JSL has an off-campus building known as Marion House, on South Clinton Avenue, which is an assisted living facility oriented toward memory care patients.
But senior living facilities are only a small part of long-term care. In-home services are growing increasingly popular, with about 12 million Americans receiving some form of home health care, according to Johns Hopkins University.
HCR Homecare operates in 26 counties across New York and employs about 600 clinicians. All in-home care providers are registered nurses.
“I think that everyone agrees that with the complex patients we’re seeing, a person with more education is better,” said HCR founder and CEO Louise Woerner. “In addition to that, many of our nurses have a special certification,” which includes such areas as wounds, palliative care and cardiac care.
For HCR, technology is playing a major part in the home care they provide. X-rays, chemotherapy and other services once relegated to hospital visits are now available in the home. Woerner describes those services as a response to a pattern of people leaving hospitals “quicker and sicker.”

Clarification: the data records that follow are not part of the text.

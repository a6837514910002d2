pub mod capability;
pub mod contact;
pub mod message;
pub mod notice;
pub mod security;
pub mod setting;
pub mod validate;
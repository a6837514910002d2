// crates/adapt/src/feed.rs

use crate::store::{NoticeStore, StoreError};
use domain::notice::{sort_newest_first, Notice};
use std::sync::Arc;

/// Read-side query for the dashboard feed. Every call hits the store.
#[derive(Clone)]
pub struct NoticeFeed {
    store: Arc<dyn NoticeStore>,
}

impl NoticeFeed {
    pub fn new(store: Arc<dyn NoticeStore>) -> Self {
        Self { store }
    }

    /// Up to `limit` notices, newest first.
    #[tracing::instrument(skip(self))]
    pub async fn list_recent(&self, limit: usize) -> Result<Vec<Notice>, StoreError> {
        let mut notices = self.store.list().await?;
        sort_newest_first(&mut notices);
        notices.truncate(limit);
        Ok(notices)
    }
}

#[cfg(test)]
mod tests {
    use super::*;
    use crate::store::notice::MockNoticeStore;
    use chrono::{Duration, TimeZone, Utc};
    use domain::notice::{NoticeDraft, FEED_LIMIT};

    fn notices(n: usize) -> Vec<Notice> {
        let base = Utc.with_ymd_and_hms(2026, 1, 1, 0, 0, 0).unwrap();
        (0..n)
            .map(|i| {
                Notice::new(
                    NoticeDraft {
                        title: format!("n{i}"),
                        body: String::new(),
                    },
                    "alice",
                    base + Duration::days(i as i64),
                )
            })
            .collect()
    }

    fn feed_over(all: Vec<Notice>) -> NoticeFeed {
        let mut store = MockNoticeStore::new();
        store.expect_list().returning(move || Ok(all.clone()));
        NoticeFeed::new(Arc::new(store))
    }

    #[tokio::test]
    async fn returns_five_newest_descending() {
        let feed = feed_over(notices(8));
        let got = feed.list_recent(FEED_LIMIT).await.unwrap();
        let titles: Vec<_> = got.iter().map(|n| n.title.as_str()).collect();
        assert_eq!(titles, ["n7", "n6", "n5", "n4", "n3"]);
    }

    #[tokio::test]
    async fn fewer_than_limit_returns_all() {
        let feed = feed_over(notices(3));
        let got = feed.list_recent(FEED_LIMIT).await.unwrap();
        let titles: Vec<_> = got.iter().map(|n| n.title.as_str()).collect();
        assert_eq!(titles, ["n2", "n1", "n0"]);
    }

    #[tokio::test]
    async fn empty_store_is_empty_feed() {
        let feed = feed_over(Vec::new());
        assert!(feed.list_recent(FEED_LIMIT).await.unwrap().is_empty());
    }

    #[tokio::test]
    async fn store_errors_propagate() {
        let mut store = MockNoticeStore::new();
        store
            .expect_list()
            .returning(|| Err(StoreError::Unavailable("disk".into())));
        let feed = NoticeFeed::new(Arc::new(store));
        assert!(matches!(
            feed.list_recent(FEED_LIMIT).await,
            Err(StoreError::Unavailable(_))
        ));
    }
}
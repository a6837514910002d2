pub mod components;
pub mod feed;
pub mod inbox;
pub mod io;
pub mod store;

pub use feed::NoticeFeed;
pub use inbox::MessageLog;
pub use store::StoreError;
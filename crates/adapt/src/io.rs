// crates/adapt/src/io.rs

use std::io;
use std::path::Path;
use tokio::fs;
use tokio::io::AsyncWriteExt;
use uuid::Uuid;

#[cfg(unix)]
use std::os::unix::fs::PermissionsExt;

/// Atomic write: write to a sibling tmp file, fsync, set 0600 (unix), rename.
#[tracing::instrument(skip_all, fields(path = %path.display()))]
pub async fn write_atomic(path: &Path, data: &[u8]) -> io::Result<()> {
    if let Some(parent) = path.parent() {
        fs::create_dir_all(parent).await?;
    }
    // unique per writer so concurrent saves never share a tmp file
    let tmp = path.with_extension(format!("{}.tmp", Uuid::new_v4().simple()));

    {
        let mut f = fs::File::create(&tmp).await?;
        f.write_all(data).await?;
        f.sync_all().await?;
    }

    #[cfg(unix)]
    fs::set_permissions(&tmp, std::fs::Permissions::from_mode(0o600)).await?;

    if let Err(e) = fs::rename(&tmp, path).await {
        let _ = fs::remove_file(&tmp).await;
        return Err(e);
    }
    Ok(())
}

/// Read whole file into String (Ok(None) if missing).
#[tracing::instrument(skip_all, fields(path = %path.display()))]
pub async fn read_to_string_opt(path: &Path) -> io::Result<Option<String>> {
    match fs::read_to_string(path).await {
        Ok(s) => Ok(Some(s)),
        Err(e) if e.kind() == io::ErrorKind::NotFound => Ok(None),
        Err(e) => Err(e),
    }
}
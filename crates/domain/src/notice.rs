use crate::validate::{sanitize_text_field, ValidationError};
use chrono::{DateTime, Utc};
use serde::{Deserialize, Serialize};
use uuid::Uuid;

/// Number of notices surfaced on the dashboard feed.
pub const FEED_LIMIT: usize = 5;

/// An admin-authored notice shown on the dashboard.
#[derive(Debug, Clone, PartialEq, Eq, Serialize, Deserialize)]
pub struct Notice {
    pub id: Uuid,
    pub title: String,
    /// Rich text (markdown-flavoured, may contain inline HTML). Sanitized on
    /// output, never trusted.
    pub body: String,
    pub created_at: DateTime<Utc>,
    pub author: String,
}

impl Notice {
    pub fn new(draft: NoticeDraft, author: impl Into<String>, now: DateTime<Utc>) -> Self {
        Self {
            id: Uuid::new_v4(),
            title: draft.title,
            body: draft.body,
            created_at: now,
            author: author.into(),
        }
    }

    /// Replace editable content; id, author and creation time are kept.
    pub fn apply(&mut self, draft: NoticeDraft) {
        self.title = draft.title;
        self.body = draft.body;
    }
}

/// Editor submission.
#[derive(Debug, Clone, Default, PartialEq, Eq, Serialize, Deserialize)]
pub struct NoticeDraft {
    pub title: String,
    #[serde(default)]
    pub body: String,
}

impl NoticeDraft {
    pub fn validate(self) -> Result<NoticeDraft, ValidationError> {
        let title = sanitize_text_field(&self.title);
        if title.is_empty() {
            return Err(ValidationError::Required);
        }
        let body = self.body.replace("\r\n", "\n").trim().to_string();
        Ok(NoticeDraft { title, body })
    }
}

/// Newest first. Stable, so equal timestamps keep their stored order.
pub fn sort_newest_first(notices: &mut [Notice]) {
    notices.sort_by(|a, b| b.created_at.cmp(&a.created_at));
}

#[cfg(test)]
mod tests {
    use super::*;
    use chrono::TimeZone;

    fn at(day: u32) -> DateTime<Utc> {
        Utc.with_ymd_and_hms(2026, 3, day, 9, 0, 0).unwrap()
    }

    #[test]
    fn draft_requires_title() {
        let draft = NoticeDraft {
            title: "  <b></b> ".into(),
            body: "x".into(),
        };
        assert_eq!(draft.validate(), Err(ValidationError::Required));
    }

    #[test]
    fn draft_title_is_plain_text() {
        let draft = NoticeDraft {
            title: "<em>Maintenance</em> window".into(),
            body: "line one\r\nline two\n".into(),
        }
        .validate()
        .unwrap();
        assert_eq!(draft.title, "Maintenance window");
        assert_eq!(draft.body, "line one\nline two");
    }

    #[test]
    fn sorting_is_newest_first_and_stable() {
        let mk = |title: &str, day| {
            Notice::new(
                NoticeDraft {
                    title: title.into(),
                    body: String::new(),
                },
                "admin",
                at(day),
            )
        };
        let mut list = vec![mk("a", 1), mk("b", 3), mk("c", 2), mk("d", 3)];
        sort_newest_first(&mut list);
        let titles: Vec<&str> = list.iter().map(|n| n.title.as_str()).collect();
        assert_eq!(titles, ["b", "d", "c", "a"]);
    }

    #[test]
    fn apply_keeps_identity() {
        let mut n = Notice::new(
            NoticeDraft {
                title: "old".into(),
                body: "old".into(),
            },
            "editor",
            at(4),
        );
        let id = n.id;
        n.apply(NoticeDraft {
            title: "new".into(),
            body: "new body".into(),
        });
        assert_eq!(n.id, id);
        assert_eq!(n.author, "editor");
        assert_eq!(n.created_at, at(4));
        assert_eq!(n.title, "new");
    }
}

“Some of the people we’re seeing are recovering, and it’s pretty acute, so our folks have to be more prepared than they were a few years ago when they stayed in hospitals a little longer,” Woerner said. “We have a relationship with St. John Fisher College’s School of Pharmacy, for example, because nurses have been saying that some of the things they’re asked to administer in the home were only administered in the intensive care unit when they were in nursing school.”
According to census figures, by 2030, for the first time in American history, people over 65 (78 million) will outnumber those under 18 (76.7 million). With one in five Americans being a senior citizen, long-term care and senior living will become even more vital resources. For King, it’s a future he believes JSL is prepared for.
“Values are really important,” King said. “We have a really high ethical standard. We’re always trying to make sure we’re doing the right thing.”